Excesses have also soared.
The FCA increased the ombudsman's award limit despite warnings that the move could cause further problems with the “already hardening” professional indemnity insurance market, says the PFS.
The professional body, which has 37,000 members, has been contacted by many financial advisers who have experienced significant increases in their professional indemnity premiums. It has raised the issue with government.
Advisers have said the increased PI premiums are “forcing” them to increase what they charge for their services as well as making them consider no longer offering DB pension transfer advice.

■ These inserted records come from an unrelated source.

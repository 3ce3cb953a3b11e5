#![allow(clippy::expect_used, clippy::unwrap_used)]
//! Club membership, posting and deletion rights.

use salvo::http::StatusCode;
use serde_json::json;

use crate::helpers::*;

async fn create_club(app: &TestApp, token: &str, name: &str) -> String {
    TestRequest::post("/api/clubs")
        .bearer(token)
        .json(&json!({ "name": name, "description": "Saturday mornings" }))
        .send(&app.service)
        .await
        .assert_status(StatusCode::CREATED)
        .assert_header_contains("x-revalidate", "/clubs")
        .json()["id"]
        .as_str()
        .expect("club id")
        .to_string()
}

/// ## Summary
/// Only members post; joining unlocks posting and the club page is
/// reported stale.
#[test_log::test(tokio::test)]
async fn members_only_posting() {
    let app = TestApp::new().await;
    let owner = app.resident("owner@example.com").await;
    let neighbor = app.resident("neighbor@example.com").await;
    let club_id = create_club(&app, &owner, "Garden Club").await;

    let post = json!({ "title": "Seed swap", "description": "Bring extras", "post_type": "announcement" });

    TestRequest::post(&format!("/api/clubs/{club_id}/posts"))
        .bearer(&neighbor)
        .json(&post)
        .send(&app.service)
        .await
        .assert_status(StatusCode::FORBIDDEN)
        .assert_error("You must be a member of this club to post");

    TestRequest::post(&format!("/api/clubs/{club_id}/join"))
        .bearer(&neighbor)
        .send(&app.service)
        .await
        .assert_status(StatusCode::NO_CONTENT)
        .assert_header_contains("x-revalidate", &format!("/clubs/{club_id}"));

    TestRequest::post(&format!("/api/clubs/{club_id}/join"))
        .bearer(&neighbor)
        .send(&app.service)
        .await
        .assert_status(StatusCode::CONFLICT);

    let created = TestRequest::post(&format!("/api/clubs/{club_id}/posts"))
        .bearer(&neighbor)
        .json(&post)
        .send(&app.service)
        .await
        .assert_status(StatusCode::CREATED)
        .assert_header_contains("x-revalidate", &format!("/clubs/{club_id}"))
        .json();
    assert_eq!(created["post_type"], "announcement");
    let post_id = created["id"].as_str().expect("post id").to_string();

    TestRequest::post(&format!("/api/club-posts/{post_id}/comments"))
        .bearer(&owner)
        .json(&json!({ "content": "Count me in" }))
        .send(&app.service)
        .await
        .assert_status(StatusCode::FORBIDDEN)
        .assert_error("You must be a member of this club to comment");

    TestRequest::post(&format!("/api/club-posts/{post_id}/comments"))
        .bearer(&neighbor)
        .json(&json!({ "content": "Count me in" }))
        .send(&app.service)
        .await
        .assert_status(StatusCode::CREATED);

    let detail = TestRequest::get(&format!("/api/clubs/{club_id}"))
        .bearer(&neighbor)
        .send(&app.service)
        .await
        .assert_status(StatusCode::OK)
        .json();
    assert_eq!(detail["name"], "Garden Club");
    assert_eq!(detail["is_member"], true);
    assert_eq!(detail["members"].as_array().expect("members").len(), 1);
    assert_eq!(detail["posts"][0]["title"], "Seed swap");
    assert_eq!(detail["posts"][0]["comments"][0]["content"], "Count me in");
}

#[test_log::test(tokio::test)]
async fn leaving_requires_membership() {
    let app = TestApp::new().await;
    let owner = app.resident("owner@example.com").await;
    let neighbor = app.resident("neighbor@example.com").await;
    let club_id = create_club(&app, &owner, "Book Club").await;

    TestRequest::post(&format!("/api/clubs/{club_id}/leave"))
        .bearer(&neighbor)
        .send(&app.service)
        .await
        .assert_status(StatusCode::FORBIDDEN)
        .assert_error("You are not a member of this club");

    TestRequest::post(&format!("/api/clubs/{club_id}/join"))
        .bearer(&neighbor)
        .send(&app.service)
        .await
        .assert_status(StatusCode::NO_CONTENT);

    let listing = TestRequest::get("/api/clubs")
        .bearer(&neighbor)
        .send(&app.service)
        .await
        .assert_status(StatusCode::OK)
        .json();
    assert_eq!(listing[0]["joined"], true);

    TestRequest::post(&format!("/api/clubs/{club_id}/leave"))
        .bearer(&neighbor)
        .send(&app.service)
        .await
        .assert_status(StatusCode::NO_CONTENT);
}

/// ## Summary
/// A neighbor who did not create the club cannot delete it; the creator
/// and administrators can.
#[test_log::test(tokio::test)]
async fn only_creator_or_admin_deletes() {
    let app = TestApp::new().await;
    let admin = app.admin().await;
    let owner = app.resident("owner@example.com").await;
    let neighbor = app.resident("neighbor@example.com").await;
    let first = create_club(&app, &owner, "Chess Club").await;
    let second = create_club(&app, &owner, "Walking Club").await;

    TestRequest::delete(&format!("/api/clubs/{first}"))
        .bearer(&neighbor)
        .send(&app.service)
        .await
        .assert_status(StatusCode::FORBIDDEN)
        .assert_error("Only club creator or admin can delete this club");

    TestRequest::get(&format!("/api/clubs/{first}"))
        .bearer(&neighbor)
        .send(&app.service)
        .await
        .assert_status(StatusCode::OK);

    TestRequest::delete(&format!("/api/clubs/{first}"))
        .bearer(&owner)
        .send(&app.service)
        .await
        .assert_status(StatusCode::NO_CONTENT);

    TestRequest::delete(&format!("/api/clubs/{second}"))
        .bearer(&admin)
        .send(&app.service)
        .await
        .assert_status(StatusCode::NO_CONTENT)
        .assert_header_contains("x-revalidate", "/admin");

    let audit = TestRequest::get("/api/admin/audit-log")
        .bearer(&admin)
        .send(&app.service)
        .await
        .assert_status(StatusCode::OK)
        .json();
    let club_deletes: Vec<&serde_json::Value> = audit
        .as_array()
        .expect("entries")
        .iter()
        .filter(|e| e["resource_type"] == "club" && e["action"] == "delete")
        .collect();
    assert_eq!(club_deletes.len(), 1);
    assert_eq!(club_deletes[0]["resource_id"], second.as_str());
}

#[test_log::test(tokio::test)]
async fn invalid_club_name_is_rejected() {
    let app = TestApp::new().await;
    let owner = app.resident("owner@example.com").await;

    TestRequest::post("/api/clubs")
        .bearer(&owner)
        .json(&json!({ "name": "<script>", "description": "x" }))
        .send(&app.service)
        .await
        .assert_status(StatusCode::BAD_REQUEST);

    TestRequest::post("/api/clubs")
        .bearer(&owner)
        .send(&app.service)
        .await
        .assert_status(StatusCode::BAD_REQUEST)
        .assert_error("Invalid request body");
}
#[async_trait]
impl CommunityStore for PgStore {
    async fn list_charitable_items(&self) -> DbResult<Vec<CharitableItem>> {
        let mut conn = self.pool.get_connection().await?;
        Ok(query::community::list_charitable(&mut conn).await?)
    }

    async fn charitable_item_by_id(&self, id: Uuid) -> DbResult<Option<CharitableItem>> {
        let mut conn = self.pool.get_connection().await?;
        Ok(query::community::get_charitable(&mut conn, id).await?)
    }

    #[tracing::instrument(skip(self, item), fields(item_id = %item.id))]
    async fn create_charitable_item(&self, item: NewCharitableItem) -> DbResult<CharitableItem> {
        let mut conn = self.pool.get_connection().await?;
        Ok(query::community::create_charitable(&mut conn, &item).await?)
    }

    async fn list_giveaways(&self) -> DbResult<Vec<Giveaway>> {
        let mut conn = self.pool.get_connection().await?;
        Ok(query::community::list_giveaways(&mut conn).await?)
    }

    async fn giveaway_by_id(&self, id: Uuid) -> DbResult<Option<Giveaway>> {
        let mut conn = self.pool.get_connection().await?;
        Ok(query::community::get_giveaway(&mut conn, id).await?)
    }

    #[tracing::instrument(skip(self, giveaway), fields(giveaway_id = %giveaway.id))]
    async fn create_giveaway(&self, giveaway: NewGiveaway) -> DbResult<Giveaway> {
        let mut conn = self.pool.get_connection().await?;
        Ok(query::community::create_giveaway(&mut conn, &giveaway).await?)
    }

    #[tracing::instrument(skip(self))]
    async fn claim_giveaway(&self, id: Uuid, user_id: Uuid) -> DbResult<Option<Giveaway>> {
        let mut conn = self.pool.get_connection().await?;
        Ok(query::community::claim_giveaway(&mut conn, id, user_id).await?)
    }

    async fn list_help_requests(&self) -> DbResult<Vec<HelpRequest>> {
        let mut conn = self.pool.get_connection().await?;
        Ok(query::community::list_help_requests(&mut conn).await?)
    }

    async fn help_request_by_id(&self, id: Uuid) -> DbResult<Option<HelpRequest>> {
        let mut conn = self.pool.get_connection().await?;
        Ok(query::community::get_help_request(&mut conn, id).await?)
    }

    #[tracing::instrument(skip(self, request), fields(request_id = %request.id))]
    async fn create_help_request(&self, request: NewHelpRequest) -> DbResult<HelpRequest> {
        let mut conn = self.pool.get_connection().await?;
        Ok(query::community::create_help_request(&mut conn, &request).await?)
    }

    #[tracing::instrument(skip(self))]
    async fn delete_community_item(
        &self,
        kind: CommunityItemKind,
        id: Uuid,
    ) -> DbResult<Option<serde_json::Value>> {
        let mut conn = self.pool.get_connection().await?;

        with_transaction(&mut conn, move |tx| {
            async move {
                query::community::delete_comments_on(tx, kind, id).await?;
                Ok(query::community::delete_item(tx, kind, id).await?)
            }
            .scope_boxed()
        })
        .await
    }

    #[tracing::instrument(skip(self, comment), fields(item_id = %comment.item_id))]
    async fn create_community_comment(
        &self,
        comment: NewCommunityComment,
    ) -> DbResult<CommunityComment> {
        let mut conn = self.pool.get_connection().await?;
        Ok(query::community::create_comment(&mut conn, &comment).await?)
    }

    async fn community_comments(
        &self,
        kind: CommunityItemKind,
        item_id: Uuid,
    ) -> DbResult<Vec<CommunityComment>> {
        let mut conn = self.pool.get_connection().await?;
        Ok(query::community::comments_on(kind, item_id)
            .load(&mut conn)
            .await?)
    }

    async fn count_giveaways(&self) -> DbResult<i64> {
        let mut conn = self.pool.get_connection().await?;
        Ok(query::community::count_giveaways(&mut conn).await?)
    }

    async fn count_help_requests(&self) -> DbResult<i64> {
        let mut conn = self.pool.get_connection().await?;
        Ok(query::community::count_help_requests(&mut conn).await?)
    }
}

One adviser who contacted the society said that their professional indemnity insurer increased their policy limits so that cover would remain FCA-compliant but would only allow his business to carry out three more defined benefit transfer cases.
After querying the cost to lift the three case limit, the adviser was told their premium would increase from 3 per cent to 5 per cent of turnover and excess levels would be raised from £20,000 to £25,000 on defined benefit transfer cases.
The adviser, who wished to remain anonymous, told the PFS: “As a small firm turning over £200,000 a year and focussed on only a few select clients this leaves us looking to cancel our defined benefit transfer permissions and (we are) seriously concerned about being able to obtain PII cover.”
Another adviser revealed they saw their PI premium increase from £5,800 last year to £14,050 this year with the excess on DB transfers increasing from £5,000 in 2017 to £20,000 now.
A third adviser revealed last year PI had cost his business £6,700 but this year the premium was more than £27,000, despite the fact his company had not advised on any British Steel pension transfers.
Keith Richards, chief executive of the Personal Finance Society, said: “The raising of the Financial Ombudsman Service compensation is already having a material impact on the cost to operate for many firms whilst reducing access and the affordability of that advice, a key conflict with the Financial Advice Market Review (FAMR) objectives.
“The increased compensation limit is either stopping or driving financial advisers to consider no longer advising on pension transfers and therefore preventing people from being able to exercise their rights under pension freedoms which the PFS has raised with government.”
The FCA has said it would consider allowing financial advisers extra time to make arrangements for alternative professional indemnity cover in light of the ombudsman award increase and also said it expected PI insurers to "deal fairly" with financial advisers searching for compliant insurance.